┌──

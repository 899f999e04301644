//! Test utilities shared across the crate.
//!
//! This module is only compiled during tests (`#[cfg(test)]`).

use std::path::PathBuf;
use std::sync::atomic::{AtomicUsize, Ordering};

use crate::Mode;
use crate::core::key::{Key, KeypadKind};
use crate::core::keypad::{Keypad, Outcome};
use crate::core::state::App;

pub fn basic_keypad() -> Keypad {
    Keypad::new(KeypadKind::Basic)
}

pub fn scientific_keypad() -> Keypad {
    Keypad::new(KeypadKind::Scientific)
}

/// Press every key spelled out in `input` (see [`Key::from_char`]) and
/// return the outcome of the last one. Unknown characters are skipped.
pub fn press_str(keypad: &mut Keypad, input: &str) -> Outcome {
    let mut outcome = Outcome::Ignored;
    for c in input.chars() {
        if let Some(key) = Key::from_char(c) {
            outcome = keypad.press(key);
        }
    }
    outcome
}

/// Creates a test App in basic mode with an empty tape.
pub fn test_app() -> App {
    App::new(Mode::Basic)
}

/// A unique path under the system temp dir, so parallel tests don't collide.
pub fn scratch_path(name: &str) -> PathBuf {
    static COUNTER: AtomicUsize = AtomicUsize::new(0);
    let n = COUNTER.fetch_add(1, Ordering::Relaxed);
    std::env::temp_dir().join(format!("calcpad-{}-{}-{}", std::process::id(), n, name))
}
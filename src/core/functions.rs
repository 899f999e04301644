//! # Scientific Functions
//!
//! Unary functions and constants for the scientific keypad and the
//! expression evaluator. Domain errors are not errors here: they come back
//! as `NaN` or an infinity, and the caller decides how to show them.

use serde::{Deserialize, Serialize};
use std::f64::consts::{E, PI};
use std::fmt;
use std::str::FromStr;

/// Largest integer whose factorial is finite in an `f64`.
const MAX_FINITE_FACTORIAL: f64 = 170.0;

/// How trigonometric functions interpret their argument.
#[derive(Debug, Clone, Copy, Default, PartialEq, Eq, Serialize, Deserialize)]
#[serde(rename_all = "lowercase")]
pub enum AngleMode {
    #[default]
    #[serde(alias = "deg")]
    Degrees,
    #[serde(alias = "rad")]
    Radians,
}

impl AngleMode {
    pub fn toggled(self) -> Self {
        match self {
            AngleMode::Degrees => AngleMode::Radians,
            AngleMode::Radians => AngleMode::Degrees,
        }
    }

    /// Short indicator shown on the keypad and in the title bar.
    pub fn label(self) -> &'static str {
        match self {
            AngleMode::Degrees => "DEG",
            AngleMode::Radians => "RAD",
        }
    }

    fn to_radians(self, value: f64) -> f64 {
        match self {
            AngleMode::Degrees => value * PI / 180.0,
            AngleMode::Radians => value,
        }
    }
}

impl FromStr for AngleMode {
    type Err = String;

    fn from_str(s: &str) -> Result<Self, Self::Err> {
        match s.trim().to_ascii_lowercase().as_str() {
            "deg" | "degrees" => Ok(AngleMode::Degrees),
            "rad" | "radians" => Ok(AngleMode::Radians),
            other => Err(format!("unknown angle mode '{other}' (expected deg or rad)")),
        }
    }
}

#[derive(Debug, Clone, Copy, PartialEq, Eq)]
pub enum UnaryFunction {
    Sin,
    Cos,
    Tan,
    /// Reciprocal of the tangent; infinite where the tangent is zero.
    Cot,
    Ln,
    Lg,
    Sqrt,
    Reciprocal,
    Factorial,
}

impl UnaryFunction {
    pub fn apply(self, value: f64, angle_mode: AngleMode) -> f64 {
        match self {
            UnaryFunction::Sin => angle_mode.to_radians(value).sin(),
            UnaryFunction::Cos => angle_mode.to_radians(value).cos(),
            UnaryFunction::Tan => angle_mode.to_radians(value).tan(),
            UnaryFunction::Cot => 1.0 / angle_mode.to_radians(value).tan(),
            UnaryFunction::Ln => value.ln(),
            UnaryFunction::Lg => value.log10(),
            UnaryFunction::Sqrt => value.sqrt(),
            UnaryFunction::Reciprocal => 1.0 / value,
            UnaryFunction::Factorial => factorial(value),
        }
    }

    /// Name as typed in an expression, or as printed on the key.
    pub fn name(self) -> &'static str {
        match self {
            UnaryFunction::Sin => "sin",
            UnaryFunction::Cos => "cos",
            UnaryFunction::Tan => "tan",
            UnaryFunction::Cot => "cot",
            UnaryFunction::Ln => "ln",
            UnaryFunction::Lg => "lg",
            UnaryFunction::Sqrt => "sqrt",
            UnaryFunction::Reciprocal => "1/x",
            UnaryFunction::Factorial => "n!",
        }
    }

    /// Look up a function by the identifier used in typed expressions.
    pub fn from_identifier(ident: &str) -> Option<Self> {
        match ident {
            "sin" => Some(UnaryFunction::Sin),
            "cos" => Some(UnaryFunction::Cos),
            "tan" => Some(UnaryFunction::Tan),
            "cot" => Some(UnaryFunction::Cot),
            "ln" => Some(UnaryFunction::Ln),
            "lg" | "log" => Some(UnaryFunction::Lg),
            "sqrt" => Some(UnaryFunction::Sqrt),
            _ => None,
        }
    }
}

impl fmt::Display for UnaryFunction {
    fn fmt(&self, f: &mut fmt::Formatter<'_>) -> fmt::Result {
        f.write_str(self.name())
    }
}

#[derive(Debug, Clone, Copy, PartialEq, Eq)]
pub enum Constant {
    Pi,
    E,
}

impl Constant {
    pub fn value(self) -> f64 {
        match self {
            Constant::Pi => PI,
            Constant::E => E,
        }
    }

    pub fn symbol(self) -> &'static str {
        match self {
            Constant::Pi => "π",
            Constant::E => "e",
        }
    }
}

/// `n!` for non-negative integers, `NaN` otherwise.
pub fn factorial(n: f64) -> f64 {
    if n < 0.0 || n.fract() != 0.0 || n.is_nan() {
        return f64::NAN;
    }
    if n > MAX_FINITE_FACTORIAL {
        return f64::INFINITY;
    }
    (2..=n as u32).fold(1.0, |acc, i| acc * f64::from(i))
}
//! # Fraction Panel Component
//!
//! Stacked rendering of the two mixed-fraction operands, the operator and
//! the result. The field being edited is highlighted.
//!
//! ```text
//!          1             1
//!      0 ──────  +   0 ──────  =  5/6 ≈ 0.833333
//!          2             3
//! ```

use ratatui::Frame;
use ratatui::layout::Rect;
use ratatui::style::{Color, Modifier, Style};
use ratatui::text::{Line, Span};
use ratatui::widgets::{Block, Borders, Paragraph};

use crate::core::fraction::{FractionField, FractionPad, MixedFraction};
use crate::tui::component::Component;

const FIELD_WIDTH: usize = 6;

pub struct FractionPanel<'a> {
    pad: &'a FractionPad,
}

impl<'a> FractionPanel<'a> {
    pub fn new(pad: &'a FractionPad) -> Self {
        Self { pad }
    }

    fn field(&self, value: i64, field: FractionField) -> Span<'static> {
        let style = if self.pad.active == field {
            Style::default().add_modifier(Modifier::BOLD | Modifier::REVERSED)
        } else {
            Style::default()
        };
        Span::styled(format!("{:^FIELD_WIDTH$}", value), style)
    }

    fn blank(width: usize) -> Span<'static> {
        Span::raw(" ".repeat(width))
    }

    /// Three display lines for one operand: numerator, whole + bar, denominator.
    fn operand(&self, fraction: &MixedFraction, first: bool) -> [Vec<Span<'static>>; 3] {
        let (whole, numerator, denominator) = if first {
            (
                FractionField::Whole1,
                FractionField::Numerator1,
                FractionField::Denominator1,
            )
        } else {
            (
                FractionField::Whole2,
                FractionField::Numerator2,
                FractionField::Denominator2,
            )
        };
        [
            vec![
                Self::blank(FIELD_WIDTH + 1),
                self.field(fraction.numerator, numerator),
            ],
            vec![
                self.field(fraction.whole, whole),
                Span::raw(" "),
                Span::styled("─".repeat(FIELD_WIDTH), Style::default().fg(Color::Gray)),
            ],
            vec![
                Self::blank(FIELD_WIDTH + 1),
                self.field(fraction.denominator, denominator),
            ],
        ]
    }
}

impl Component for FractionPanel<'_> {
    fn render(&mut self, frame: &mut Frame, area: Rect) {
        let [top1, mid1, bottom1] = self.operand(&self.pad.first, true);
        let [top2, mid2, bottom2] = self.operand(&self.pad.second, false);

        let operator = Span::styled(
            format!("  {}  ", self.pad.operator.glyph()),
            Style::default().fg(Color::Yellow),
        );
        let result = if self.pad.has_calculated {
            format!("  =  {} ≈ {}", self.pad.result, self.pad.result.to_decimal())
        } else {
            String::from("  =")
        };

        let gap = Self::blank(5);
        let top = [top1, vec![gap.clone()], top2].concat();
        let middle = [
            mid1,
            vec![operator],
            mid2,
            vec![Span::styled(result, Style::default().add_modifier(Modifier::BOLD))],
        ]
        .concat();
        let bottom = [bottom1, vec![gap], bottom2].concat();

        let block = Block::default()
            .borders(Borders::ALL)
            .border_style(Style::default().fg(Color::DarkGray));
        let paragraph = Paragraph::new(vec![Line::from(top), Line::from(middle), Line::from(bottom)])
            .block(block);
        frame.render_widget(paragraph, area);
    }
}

└──

• [Work to be completed]:
Copy every line of the material above in which the word "Degrees" appears.

• [Final answer]:
    Degrees,
            AngleMode::Degrees => AngleMode::Radians,
            AngleMode::Radians => AngleMode::Degrees,
            AngleMode::Degrees => "DEG",
            AngleMode::Degrees => value * PI / 180.0,
            "deg" | "degrees" => Ok(AngleMode::Degrees),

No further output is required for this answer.